Try these grape varieties for delicious homemade jellies, juice and wine. 

April/May 2013

By Barbara Pleasant 

The grape varieties listed here are widely adapted and often recommended for organic gardeners because of their vigor and/or disease resistance. Grape color and hardiness zone numbers are included in parentheses. Learn more about organic grape production in All About Growing Grapes

Type  Description     Varieties 

Seedless table grape 


Choose early- and late-maturing varieties to extend the harvest season. Excellent on rectangular arbors, where different colors of table grapes can be grown together.


‘Canadice’ (red, 4)
‘Mars’ (blue, 5)
‘Himrod’ (white, 4)
‘Reliance’ (red, 4)


Labrusca grapes 


The rich flavor of these seedy grapes can be traced to wild North American species. Most produce downward-facing shoots, so they need a high trellis or can be grown on an arbor.


‘Concord’ (blue, 4)
‘Niagara’ (white, 5)
‘Delaware’ (red, 4)
‘Ontario’ (white, 5)


Muscadine grapes


Improved native Southern species resist diseases and require minimal winter chilling. Most newer varieties are self-fertile. Muscadine grapes do well with an overhead, X-shaped trellis.


‘Carlos’ (bronze, 7)
‘Noble’ (black, 7)
‘Nesbitt’ (black, 7)
‘Summit’ (bronze, 7)


White wine grapes 


Newer hybrids have high productive potential even if grown in short-season areas. Upward-facing shoots require a two-tiered trellis and close management.


‘Cayuga White’ (5)
‘Louise Swenson’ (3)
‘LaCrosse’ (3)
‘Traminette’ (5)


Red wine grapes 


Newer hybrids have high productive potential if grown where summers allow complete ripening. Varieties with upward-facing shoots require a two-tiered trellis. Vines tend to be vigorous.
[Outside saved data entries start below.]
//! The query engine: ties the store, the query builder, and the result
//! cache together behind one façade, and runs the aggregation paths over
//! full result sets.

// Aggregation inputs intentionally cast int→float.
#![allow(clippy::cast_precision_loss)]

use std::sync::Arc;
use std::time::Duration;

use chrono::{Local, Utc};
use tracing::{debug, info};

use crate::analytics::{
    Interval, author_stats, bucket_posts, correlation, engagement_metrics, linear_regression,
    posting_heatmap,
};
use crate::config::ThreadlensConfig;
use crate::error::Result;
use crate::query::{QueryBuilder, ResultCache};
use crate::recovery::RecoveryRegistry;
use crate::store::{PostStore, SqliteStore, TransactionManager};
use crate::types::{
    AuthorStats, EngagementMetrics, HeatmapCell, Page, Post, PostFilter, SortBy, SortOrder,
    StoreStats, TimeBucket, TrendLine,
};

const DAY_SECS: i64 = 86_400;

/// One engine per store. Paginated reads go through the result cache;
/// aggregations always hit the store for the full matching row set.
pub struct AnalyticsEngine {
    store: Arc<SqliteStore>,
    cache: Arc<ResultCache<Page<Post>>>,
    config: ThreadlensConfig,
}

impl AnalyticsEngine {
    pub fn new(store: Arc<SqliteStore>, config: ThreadlensConfig) -> Self {
        let cache = Arc::new(ResultCache::new(config.cache.capacity));
        Self {
            store,
            cache,
            config,
        }
    }

    /// The engine's result cache, for wiring into a recovery registry.
    pub fn cache(&self) -> Arc<ResultCache<Page<Post>>> {
        Arc::clone(&self.cache)
    }

    pub fn store(&self) -> Arc<SqliteStore> {
        Arc::clone(&self.store)
    }

    /// Standard recovery table over this engine's store and cache.
    pub fn recovery_registry(&self) -> RecoveryRegistry {
        RecoveryRegistry::standard(
            Arc::clone(&self.store),
            Arc::clone(&self.cache),
            self.config.recovery.max_retries,
            Duration::from_millis(self.config.recovery.retry_delay_ms),
        )
    }

    fn ttl(&self) -> Duration {
        Duration::from_secs(self.config.cache.ttl_secs)
    }

    fn use_fts(&self) -> bool {
        self.config.query.use_fts && self.store.fts_enabled()
    }

    // ── Paginated queries ──────────────────────────────────────────

    /// Filtered, sorted, paginated read with its count companion. Identical
    /// filters within the TTL are served from the cache.
    pub async fn query_posts(&self, filter: &PostFilter) -> Result<Page<Post>> {
        let mut filter = filter.clone();
        // page_size 0 means "use the configured default".
        if filter.page_size == 0 {
            filter.page_size = self.config.query.default_page_size;
        }
        let normalized = filter.normalized();
        let built = QueryBuilder::from_filter(&normalized, self.use_fts()).build();

        if let Some(page) = self.cache.get(built.cache_key(), self.ttl()) {
            debug!(key = built.cache_key(), "query cache hit");
            return Ok(page);
        }

        let total = self.store.count_posts(&built).await?;
        let data = self.store.query_posts(&built).await?;
        let page = Page::new(data, total, normalized.page, normalized.page_size);
        self.cache.insert(built.cache_key(), page.clone());
        Ok(page)
    }

    /// The newest posts, most recent first.
    pub async fn query_recent_posts(&self, limit: u32) -> Result<Vec<Post>> {
        let filter = PostFilter {
            sort_by: SortBy::CreatedAt,
            sort_order: SortOrder::Desc,
            page: 1,
            page_size: limit,
            ..PostFilter::default()
        };
        Ok(self.query_posts(&filter).await?.data)
    }

    // ── Aggregations ───────────────────────────────────────────────

    /// Every post matching the filter, ignoring pagination. The aggregation
    /// paths are pure functions over this row set.
    async fn matching_posts(&self, filter: &PostFilter) -> Result<Vec<Post>> {
        let normalized = filter.normalized();
        let built = QueryBuilder::from_filter(&normalized, self.use_fts()).build_unpaginated();
        self.store.query_posts(&built).await
    }

    /// Per-author leaderboard over the filtered set, top `limit` authors.
    pub async fn query_top_authors(
        &self,
        limit: usize,
        filter: &PostFilter,
    ) -> Result<Vec<AuthorStats>> {
        let posts = self.matching_posts(filter).await?;
        let mut stats = author_stats(&posts, Utc::now());
        stats.truncate(limit);
        Ok(stats)
    }

    /// Posting activity bucketed onto a time axis in the local timezone.
    pub async fn query_time_series(
        &self,
        interval: Interval,
        filter: &PostFilter,
    ) -> Result<Vec<TimeBucket>> {
        let posts = self.matching_posts(filter).await?;
        Ok(bucket_posts(&posts, interval, &Local))
    }

    pub async fn query_engagement_metrics(&self, filter: &PostFilter) -> Result<EngagementMetrics> {
        let posts = self.matching_posts(filter).await?;
        Ok(engagement_metrics(&posts))
    }

    /// Least-squares engagement trend over `interval` buckets of the
    /// filtered set. The slope is per bucket, so callers labeling it must
    /// use the same interval.
    pub async fn query_engagement_trend(
        &self,
        filter: &PostFilter,
        interval: Interval,
    ) -> Result<TrendLine> {
        let posts = self.matching_posts(filter).await?;
        let buckets = bucket_posts(&posts, interval, &Local);
        let points: Vec<(f64, f64)> = buckets
            .iter()
            .enumerate()
            .map(|(i, b)| {
                let engagement = b.total_score
                    + i64::try_from(b.total_comments).unwrap_or(0) * crate::analytics::stats::COMMENT_WEIGHT;
                (i as f64, engagement as f64)
            })
            .collect();
        Ok(linear_regression(&points))
    }

    /// Pearson correlation between score and comment count.
    pub async fn query_score_comment_correlation(&self, filter: &PostFilter) -> Result<f64> {
        let posts = self.matching_posts(filter).await?;
        let xs: Vec<f64> = posts.iter().map(|p| p.score as f64).collect();
        let ys: Vec<f64> = posts.iter().map(|p| f64::from(p.num_comments)).collect();
        Ok(correlation(&xs, &ys))
    }

    /// Weekday-by-hour posting heatmap over the trailing `days` days.
    /// Always 168 cells, weekday-major.
    pub async fn query_posting_heatmap(&self, days: u32) -> Result<Vec<HeatmapCell>> {
        let filter = PostFilter {
            date_from: Some(Utc::now().timestamp() - i64::from(days) * DAY_SECS),
            ..PostFilter::default()
        };
        let posts = self.matching_posts(&filter).await?;
        Ok(posting_heatmap(&posts, &Local))
    }

    // ── Dataset lifecycle ──────────────────────────────────────────

    /// Parse a JSON post array and bulk-load it, one transaction per batch.
    /// A mid-batch failure rolls back only that batch; earlier batches stay
    /// committed. Once batching starts, the result cache is dropped on every
    /// exit path, so a partial load never serves stale pages.
    pub async fn load_database(&self, bytes: &[u8]) -> Result<u64> {
        let posts: Vec<Post> = serde_json::from_slice(bytes)?;
        let batch_size = self.config.load.batch_size.max(1);

        let outcome = self.load_batches(&posts, batch_size).await;
        self.cache.clear();
        let loaded = outcome?;
        info!(posts = loaded, batches = posts.len().div_ceil(batch_size), "dataset loaded");
        Ok(loaded)
    }

    async fn load_batches(&self, posts: &[Post], batch_size: usize) -> Result<u64> {
        let mut loaded: u64 = 0;
        let mut txn = TransactionManager::new(Arc::clone(&self.store));
        for chunk in posts.chunks(batch_size) {
            txn.begin().await?;
            match self.store.insert_chunk(chunk).await {
                Ok(n) => {
                    txn.commit().await?;
                    loaded += n;
                }
                Err(err) => {
                    // Surface the insert failure even if rollback also fails.
                    txn.rollback().await.ok();
                    return Err(err);
                }
            }
        }
        Ok(loaded)
    }

    /// Serialize the full dataset back out as JSON bytes.
    pub async fn export_database(&self) -> Result<Vec<u8>> {
        self.store.export_json().await
    }

    pub async fn stats(&self) -> Result<StoreStats> {
        self.store.stats().await
    }

    pub fn clear_cache(&self) {
        self.cache.clear();
    }

    /// Invalidate the store handle and drop cached results. Queries after
    /// this fail with a Connection-kind error.
    pub async fn close(&self) -> Result<()> {
        self.cache.clear();
        self.store.close().await
    }
}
‘Chambourcin’ (6) ‘DeChaunac’ (4)
‘Cynthiana’ (4)
‘Frontenac’ (3)

 For more articles on growing grapes in your region, plus recipes for homemade jelly, juice and wine, go to Grateful for Grapes. Locate sources for these grape varieties with our custom Seed and Plant Finder.

Contributing editor Barbara Pleasant gardens in southwest Virginia, where she grows vegetables, herbs, fruits, flowers and a few lucky chickens. Contact Barbara by visiting her website or finding her on .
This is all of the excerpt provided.